Multi-stream Deepstream 9.0 app

Please provide complete information as applicable to your setup.

• Hardware Platform (Jetson / GPU) - RTX A100 80GB
• DeepStream Version 9.0
• TensorRT Version 10.16.1
• NVIDIA GPU Driver Version (valid for GPU only) 580.126.20
• Issue Type( questions, new requirements, bugs) - Clarification on the best batch size selection.
Pipeline is roughly:

uridecodebin/rtspsrc → nvstreammux → nvinfer → nvtracker → nvvideoconvert → fakesink

Model: custom YOLO exported to TensorRT FP16
Input: 640x640
Output: [batch, 300, 6]

My goal is to keep GPU utilization stable below ~90%, not only maximize average throughput.

I tested two approaches:

  1. streammux batch-size=80, nvinfer batch-size=80, FP16 TensorRT engine with max batch 80
  2. streammux batch-size=32, nvinfer batch-size=32, FP16 TensorRT engine with max batch 32, while still connecting 80 RTSP sources

With batch 80, average throughput is good, but I see sudden GPU SM spikes. With batch 32 and interval=2, the runtime is much more stable in my tests.

My question:

For 80 live RTSP sources, is it generally better to build/use a batch-80 engine and let nvinfer process one large batch, or use a smaller batch-32 engine and let DeepStream/nvinfer process the 80 sources in smaller chunks? Is there a possibility that it will somehow “fall behind” and just inference wont keep up with decoded frames?

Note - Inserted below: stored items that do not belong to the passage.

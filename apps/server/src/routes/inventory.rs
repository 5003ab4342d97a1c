//! Stock lookups and back-office stock changes.

use axum::extract::rejection::{JsonRejection, PathRejection, QueryRejection};
use axum::extract::{Path, Query, State};
use axum::http::StatusCode;
use axum::routing::{get, post};
use axum::{Json, Router};
use serde::Deserialize;

use crate::auth::AuthCaller;
use crate::error::ApiResult;
use crate::AppState;
use tally_checkout::{
    AdjustStockRequest, ReceiveStockRequest, StockReport, TransferOutcome, TransferStockRequest,
};
use tally_core::{LowStockItem, StockMovement};

pub fn router() -> Router<AppState> {
    Router::new()
        .route("/inventory/low-stock", get(low_stock))
        .route("/inventory/receive", post(receive))
        .route("/inventory/adjust", post(adjust))
        .route("/inventory/transfer", post(transfer))
        .route("/inventory/{product_id}/{branch_id}", get(stock))
}

#[derive(Debug, Default, Deserialize)]
#[serde(rename_all = "camelCase")]
pub struct LowStockQuery {
    pub branch_id: Option<i64>,
}

async fn low_stock(
    State(state): State<AppState>,
    AuthCaller(caller): AuthCaller,
    query: Result<Query<LowStockQuery>, QueryRejection>,
) -> ApiResult<Json<Vec<LowStockItem>>> {
    let Query(query) = query?;
    Ok(Json(state.inventory.low_stock(&caller, query.branch_id).await?))
}

async fn stock(
    State(state): State<AppState>,
    AuthCaller(caller): AuthCaller,
    ids: Result<Path<(i64, i64)>, PathRejection>,
) -> ApiResult<Json<StockReport>> {
    let Path((product_id, branch_id)) = ids?;
    Ok(Json(state.inventory.stock(&caller, product_id, branch_id).await?))
}

async fn receive(
    State(state): State<AppState>,
    AuthCaller(caller): AuthCaller,
    payload: Result<Json<ReceiveStockRequest>, JsonRejection>,
) -> ApiResult<(StatusCode, Json<StockMovement>)> {
    let Json(request) = payload?;
    let movement = state.inventory.receive(&caller, request).await?;
    Ok((StatusCode::CREATED, Json(movement)))
}

async fn adjust(
    State(state): State<AppState>,
    AuthCaller(caller): AuthCaller,
    payload: Result<Json<AdjustStockRequest>, JsonRejection>,
) -> ApiResult<(StatusCode, Json<StockMovement>)> {
    let Json(request) = payload?;
    let movement = state.inventory.adjust(&caller, request).await?;
    Ok((StatusCode::CREATED, Json(movement)))
}

async fn transfer(
    State(state): State<AppState>,
    AuthCaller(caller): AuthCaller,
    payload: Result<Json<TransferStockRequest>, JsonRejection>,
) -> ApiResult<(StatusCode, Json<TransferOutcome>)> {
    let Json(request) = payload?;
    let outcome = state.inventory.transfer(&caller, request).await?;
    Ok((StatusCode::CREATED, Json(outcome)))
}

What are the practical advantages/disadvantages of each approach in DeepStream?

Specifically, I want to understand:

  • Does nvinfer internally split larger nvstreammux batches into smaller inference chunks when nvinfer batch-size is smaller than the number of sources?
  • Is using streammux batch-size=32 with 80 live sources a recommended/valid approach?
  • Can smaller nvinfer batches reduce GPU utilization spikes even if average utilization is similar?
  • Are there latency or frame-dropping side effects when streammux batch-size is smaller than the number of live sources?
  • For live RTSP surveillance, should batch size be optimized for throughput, latency, or GPU utilization stability?

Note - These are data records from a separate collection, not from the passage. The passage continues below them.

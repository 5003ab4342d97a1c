//! # Loyalty Accrual
//!
//! Point derivation for sales and refunds. Applying points to a customer
//! happens in storage, inside the same transaction as the sale.
//!
//! ## Rate
//! The rate is points per currency unit, held in basis points so it stays an
//! integer: `10000` means one point per unit (1.0), `2500` means a quarter.
//!
//! ```text
//! points = floor(total_cents × rate_bps / (100 × 10000))
//!
//! total 30.00, rate 1.0   → floor(3000 × 10000 / 1_000_000) = 30
//! total 30.99, rate 1.0   → 30
//! total 30.00, rate 0.25  → 7
//! ```

use serde::{Deserialize, Serialize};

use crate::money::Money;
use crate::BPS_SCALE;

/// Highest configurable rate, in points per currency unit.
pub const MAX_POINTS_PER_UNIT: f64 = 100.0;

/// Points per currency unit, in basis points.
#[derive(Debug, Clone, Copy, PartialEq, Eq, Serialize, Deserialize)]
pub struct LoyaltyRate(u32);

impl LoyaltyRate {
    #[inline]
    pub const fn from_bps(bps: u32) -> Self {
        LoyaltyRate(bps)
    }

    /// Converts a configured rate such as `1.0` or `0.25`.
    ///
    /// Negative and non-finite values become zero.
    pub fn from_points_per_unit(rate: f64) -> Self {
        if !rate.is_finite() || rate <= 0.0 {
            return LoyaltyRate(0);
        }
        LoyaltyRate((rate * BPS_SCALE as f64).round().min(u32::MAX as f64) as u32)
    }

    #[inline]
    pub const fn bps(&self) -> u32 {
        self.0
    }
}

impl Default for LoyaltyRate {
    fn default() -> Self {
        LoyaltyRate(BPS_SCALE)
    }
}

/// Points earned for a sale total. Never negative.
///
/// ## Example
/// ```rust
/// use tally_core::loyalty::{points_earned, LoyaltyRate};
/// use tally_core::money::Money;
///
/// assert_eq!(points_earned(Money::from_cents(3000), LoyaltyRate::default()), 30);
/// ```
pub fn points_earned(total: Money, rate: LoyaltyRate) -> i64 {
    if !total.is_positive() {
        return 0;
    }
    let scaled = total.cents() as i128 * rate.bps() as i128;
    i64::try_from(scaled / (100 * BPS_SCALE as i128)).unwrap_or(i64::MAX)
}

/// How much of a sale's points a refund can take back.
#[derive(Debug, Clone, Copy, PartialEq, Eq)]
pub struct PointsReversal {
    /// Points actually removed from the balance.
    pub deducted: i64,
    /// Points that could not be removed because the balance was too low.
    pub shortfall: i64,
}

impl PointsReversal {
    #[inline]
    pub fn is_clamped(&self) -> bool {
        self.shortfall > 0
    }
}

/// Reverses `earned` points against a current `balance`, never taking the
/// balance below zero.
///
/// ## Example
/// ```rust
/// use tally_core::loyalty::reverse_points;
///
/// let full = reverse_points(30, 100);
/// assert_eq!((full.deducted, full.shortfall), (30, 0));
///
/// // Customer already spent most of the points
/// let clamped = reverse_points(30, 12);
/// assert_eq!((clamped.deducted, clamped.shortfall), (12, 18));
/// ```
pub fn reverse_points(earned: i64, balance: i64) -> PointsReversal {
    let earned = earned.max(0);
    let deducted = earned.min(balance.max(0));
    PointsReversal {
        deducted,
        shortfall: earned - deducted,
    }
}

// =============================================================================
// Unit Tests
// =============================================================================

Any guidance or best practices for 80-camera DeepStream deployments would be appreciated.

Can you explain what the “average throughput” mean? Does “the runtime is much more stable” mean the GPU usage is smooth?

From the model view, it depends on the model itself. Whether the batch size 80 engine for one time is better than batch size 32 engine for 3 times depends on the model itself.

From the whole pipeline’s view, if your concern is the GPU usage, the model is not the only component who uses GPU, the tracker and sometimes postprocessing if it is implemented with CUDA will also use GPU too. They work in parallel, so it is not calculable.

Nvinfer internally splits larger nvstreammux batches into smaller inference chunks. You have set the nvstreammux batch size as the same to the nvinfer batch size in your test, so nvinfer handle the nvstreammux batch one time.
With your test case, the split is done by nvstreammux, nvstreammux will compose the batch size 32 batch from your 80 input streams, if your live streams are stable enough and the nvstreammux parameters are set properly, 3 batches may be generated for your 80 streams each time.

No.

No. It also depends on your model itself and the objects detected since you have tracker in your pipeline.

Yes.

What does the “throughput” mean? Which latency do you mean in this sentence? The network latency, inferencing latency or other ?